I’ve come to an interesting point in my quest for holistic wellness. I’m about to embark upon my YogaWorks teacher training, and intent on beginning an education with the Institute for Integrative Nutrition once that’s complete. I’m passionate about longevity and as curious as can be about how to best fuel the body, mind and spirit. I have noticed in the past couple of weeks, however, that I seem to be hunting for “one right way” and, as most of us know, this can result in a cyclical pattern of ending up right back where one started.
One of my most powerful beliefs is that we, as human beings, are all vastly different. We operate on totally different levels, thrive on totally different forms of fuel, are interested in totally different aspects of life…pardon all the “totally’s” (I am a California girl after all), but it is TOTALLY beginning to blow my mind. The more I learn, the more puzzled I become, to an extent. I’m not frustrated or confused, don’t get me wrong, I know exactly where my path is leading me; I’m simply observing something that’s highly interesting to me. Each unique circle of the wellness community is a little bit different, each intoxicatingly attractive to a health-nut like me, but all boasting (in a positive manner) a different recipe for wellness.
Well, what’s a yogini to do?
I am discovering, day by day, what works for my body. What sleep patterns, dietary choices, emotional rhythms, physical activities, interpersonal relationships and long-term goals get my fires roaring. I admit that there is risk involved when one is on such a journey; sometimes making discoveries like seven hours for some reason is not enough sleep, dairy just does not properly digest in your body, highly materialistic friends no longer bring you any joy, running sucks, you no longer want to live in the area you’re in…you get the picture. Change and growth come running when one embarks upon such a journey.

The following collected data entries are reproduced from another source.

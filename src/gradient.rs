// gradient.rs — CPU reference for the batched, tiled gradient-magnitude
// stage.
//
// This is the authoritative definition of the convolution engine's
// semantics; the WGSL kernel in gpu/gradient.rs is validated against it
// byte-for-byte. The group/tile structure of the parallel kernel is
// reproduced exactly:
//
//   - the index space (width, height, batch) is cut into groups per
//     TileGeometry;
//   - each group's tile holds one sample per in-range worker;
//   - neighbor offsets are clamped to the tile's POPULATED extent, not
//     the image's global edge. Interior group seams therefore read the
//     tile's own edge column/row instead of the true neighbor pixel.
//     This matches true image clamping only where a group edge falls on
//     an image edge. It is a preserved property of the output, not
//     something to correct here.
//
// The sequential loop makes the tile-load barrier implicit: the populated
// region of a tile is fully determined before any read, which is exactly
// what the group-wide barrier guarantees on the GPU.
//
// Accumulation is i32 — 9 terms of (255 × coefficient in [-2, 2]) cannot
// overflow it.

use crate::batch::{ImageBatch, LUMA_CHANNELS};
use crate::error::PipelineError;
use crate::kernels::{DirectionalKernels, SOBEL_WIDTH};
use crate::tile::TileGeometry;

/// Offset of the kernel-store center; coefficient lookups are relative
/// to it so a narrower `kernel_width` addresses the store's inner cells.
const STORE_RADIUS: isize = (SOBEL_WIDTH as isize - 1) / 2;

/// Validate the requested kernel width against the store and the tile.
///
/// Returns the kernel radius. Called by both the reference and the GPU
/// engine BEFORE any device resource is touched.
pub(crate) fn validate_kernel_width(
    kernel_width: usize,
    tile_width: usize,
    tile_height: usize,
) -> Result<usize, PipelineError> {
    if kernel_width == 0 || kernel_width % 2 == 0 {
        return Err(PipelineError::Configuration {
            detail: format!("kernel width must be odd (got {kernel_width})"),
        });
    }
    if kernel_width > SOBEL_WIDTH {
        return Err(PipelineError::Configuration {
            detail: format!(
                "kernel width {kernel_width} exceeds the {SOBEL_WIDTH}×{SOBEL_WIDTH} kernel store"
            ),
        });
    }
    if kernel_width > tile_width.min(tile_height) {
        return Err(PipelineError::Configuration {
            detail: format!(
                "kernel width {kernel_width} exceeds the {tile_width}×{tile_height} tile margin"
            ),
        });
    }
    Ok((kernel_width - 1) / 2)
}

/// Combined directional gradient magnitude of a single-channel batch.
///
/// For every coordinate (x, y, b):
///
///   out[b,y,x] = clamp(|Σ kx·N| + |Σ ky·N|, 0, 255)
///
/// where N is the `kernel_width × kernel_width` neighborhood read through
/// tile-local clamping as described in the module header.
///
/// # Errors
/// `Configuration` if the input is not single-channel or `kernel_width`
/// is even, wider than the kernel store, or wider than the tile.
pub fn gradient_magnitude(
    input: &ImageBatch,
    kernels: &DirectionalKernels,
    kernel_width: usize,
    tile: TileGeometry,
) -> Result<ImageBatch, PipelineError> {
    if input.channels() != LUMA_CHANNELS {
        return Err(PipelineError::Configuration {
            detail: format!(
                "gradient input must be single-channel (got {} channels)",
                input.channels()
            ),
        });
    }
    let radius = validate_kernel_width(kernel_width, tile.width, tile.height)? as isize;

    let (width, height, batch) = (input.width(), input.height(), input.batch());
    let mut output = ImageBatch::new(width, height, batch, LUMA_CHANNELS);

    for group in tile.groups(width, height) {
        for b in 0..batch {
            for ly in 0..group.populated_h {
                for lx in 0..group.populated_w {
                    let mut sum_x: i32 = 0;
                    let mut sum_y: i32 = 0;
                    for i in -radius..=radius {
                        for j in -radius..=radius {
                            let (cx, cy) = group.clamp_local(lx as isize + j, ly as isize + i);
                            let p = input.luma(b, group.origin_y + cy, group.origin_x + cx) as i32;
                            let row = (STORE_RADIUS + i) as usize;
                            let col = (STORE_RADIUS + j) as usize;
                            sum_x += p * kernels.x[row][col];
                            sum_y += p * kernels.y[row][col];
                        }
                    }
                    let mag = (sum_x.abs() + sum_y.abs()).clamp(0, 255) as u8;
                    output.set_luma(b, group.origin_y + ly, group.origin_x + lx, mag);
                }
            }
        }
    }
    Ok(output)
}
// error.rs — Pipeline error taxonomy.
//
// Every failure is fatal to the current call: nothing is retried
// internally and no error is downgraded to a degraded-but-successful
// result. Variants are split so a caller can tell "fix your input"
// (Configuration) from "device exhausted" (Allocation) from "transport
// fault" (Transfer*) from "dispatch rejected" (Launch / WorkgroupTooLarge)
// — the corrective action differs for each.

use std::fmt;

/// Errors from device setup, buffer management, and stage dispatch.
#[derive(Debug)]
pub enum PipelineError {
    /// No Vulkan adapter found that passes the non-CPU filter.
    NoSuitableAdapter,
    /// wgpu device request failed (driver issue, unsupported limits).
    DeviceRequest(wgpu::RequestDeviceError),
    /// Device buffer acquisition failed (device memory exhausted or the
    /// buffer rejected by the device).
    Allocation { label: &'static str, bytes: u64 },
    /// Host↔device copy size mismatch.
    TransferSize { label: &'static str, expected: usize, actual: usize },
    /// Host↔device transport fault (write or map failure).
    TransferFailed { label: &'static str, detail: String },
    /// Parallel dispatch rejected by the device.
    Launch { detail: String },
    /// Requested group size exceeds the profile's invocation limit.
    WorkgroupTooLarge { total: u32, max: u32 },
    /// Invalid caller input: bad kernel width, shape mismatch, stage
    /// invoked before configuration.
    Configuration { detail: String },
}

impl fmt::Display for PipelineError {
    fn fmt(&self, f: &mut fmt::Formatter<'_>) -> fmt::Result {
        match self {
            PipelineError::NoSuitableAdapter => write!(
                f,
                "no suitable Vulkan adapter found (only CPU/software renderers visible)"
            ),
            PipelineError::DeviceRequest(e) => write!(f, "device request failed: {e}"),
            PipelineError::Allocation { label, bytes } => {
                write!(f, "failed to allocate {label} ({bytes} bytes) on the device")
            }
            PipelineError::TransferSize { label, expected, actual } => write!(
                f,
                "{label} transfer size mismatch: expected {expected} bytes, got {actual}"
            ),
            PipelineError::TransferFailed { label, detail } => {
                write!(f, "{label} transfer failed: {detail}")
            }
            PipelineError::Launch { detail } => write!(f, "dispatch rejected: {detail}"),
            PipelineError::WorkgroupTooLarge { total, max } => write!(
                f,
                "workgroup size {total} exceeds profile limit of {max} invocations"
            ),
            PipelineError::Configuration { detail } => write!(f, "invalid configuration: {detail}"),
        }
    }
}

impl std::error::Error for PipelineError {
    fn source(&self) -> Option<&(dyn std::error::Error + 'static)> {
        match self {
            PipelineError::DeviceRequest(e) => Some(e),
            _ => None,
        }
    }
}
// grayscale.rs — CPU reference for the 3-channel → 1-channel luminance
// reduction.
//
// Pure per-pixel transform, no neighborhood access, so no tile staging.
// Weights are the BT.601 luma coefficients used by the GPU stage.

use crate::batch::{ImageBatch, LUMA_CHANNELS, RGB_CHANNELS};
use crate::error::PipelineError;

pub const LUMA_R: f32 = 0.299;
pub const LUMA_G: f32 = 0.587;
pub const LUMA_B: f32 = 0.114;

/// Luminance of one rgb sample, rounded to u8.
#[inline]
pub(crate) fn luminance(rgb: [u8; 3]) -> u8 {
    let lum = LUMA_R * rgb[0] as f32 + LUMA_G * rgb[1] as f32 + LUMA_B * rgb[2] as f32;
    lum.round().clamp(0.0, 255.0) as u8
}

/// Reduce a 3-channel batch to a single-channel luminance batch of the
/// same width, height, and batch count.
///
/// # Errors
/// `Configuration` if the input is not 3-channel.
pub fn to_grayscale(input: &ImageBatch) -> Result<ImageBatch, PipelineError> {
    if input.channels() != RGB_CHANNELS {
        return Err(PipelineError::Configuration {
            detail: format!(
                "grayscale input must be 3-channel (got {} channels)",
                input.channels()
            ),
        });
    }
    let (width, height, batch) = (input.width(), input.height(), input.batch());
    let mut output = ImageBatch::new(width, height, batch, LUMA_CHANNELS);
    for b in 0..batch {
        for y in 0..height {
            for x in 0..width {
                output.set_luma(b, y, x, luminance(input.rgb(b, y, x)));
            }
        }
    }
    Ok(output)
}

I’ve been on my holistic wellness journey (this particular avenue of it, that is) over a year and a half. In that time I’ve grown immensely, I’ve also changed immensely. I’ve developed my own beliefs and patterns, and I’ve been influenced by the beliefs and patterns of those I admire. I’ve collected some seriously rawkstar role models, whom I look up to with respect and utmost admiration; I’ve also encountered some positively intimidating extremists. I find the latter to shake me, and frankly stick with me more. I get this little voice in the back of my head flinging around the words “should” and “shouldn’t” like they’re conjunctions, and I find myself feeling (infuriatingly) inferior.
The calmer, more passive voice says things like, “Oh that’s silly, don’t let others’ extremism affect you. That’s just silly.” But the other voice pipes in going, “Yeah it’s not silly when your central nervous system gets deadened by drinking tap water like that one guy said.” What the funk am I to do?
One gal brings her own organic, raw, super clean meals to restaurants when she’s eating out with others. Extremism? Yes. But can I blame her for not wanting to be faced with a gluten, dairy and meat saturated menu? No, I can’t. Do I want to limit myself so outrageously? No way, Jose! Would I prefer to eat at organic, healthy cafes when I go out to eat? YES, HECK YES!
So that’s where I stand. I seek holistic wellness, but I also seek balance. I already don’t care for going out to restaurants much because I so adore cooking; I adore knowing that my food is nourishing me from the inside out; I find pleasure in preparing meals that I spent the time and energy shopping for (or growing), preparing, and presenting. I prefer this lifestyle, it brings me great joy. I pack snacks and meals when I travel, I google yoga studios and local health food stores, and am like a kid in a candy store discovering the local wellness community when I am visiting a new place. And, the best part of my discoveries outside of myself, I’ve learned there are a gazillion other totally rad, totally normal, totally everyday people who are just, like, ME! My twitter and facebook are now filled with girls and guys who are as freaking STOKED on yoga, nutrition and learning as I am!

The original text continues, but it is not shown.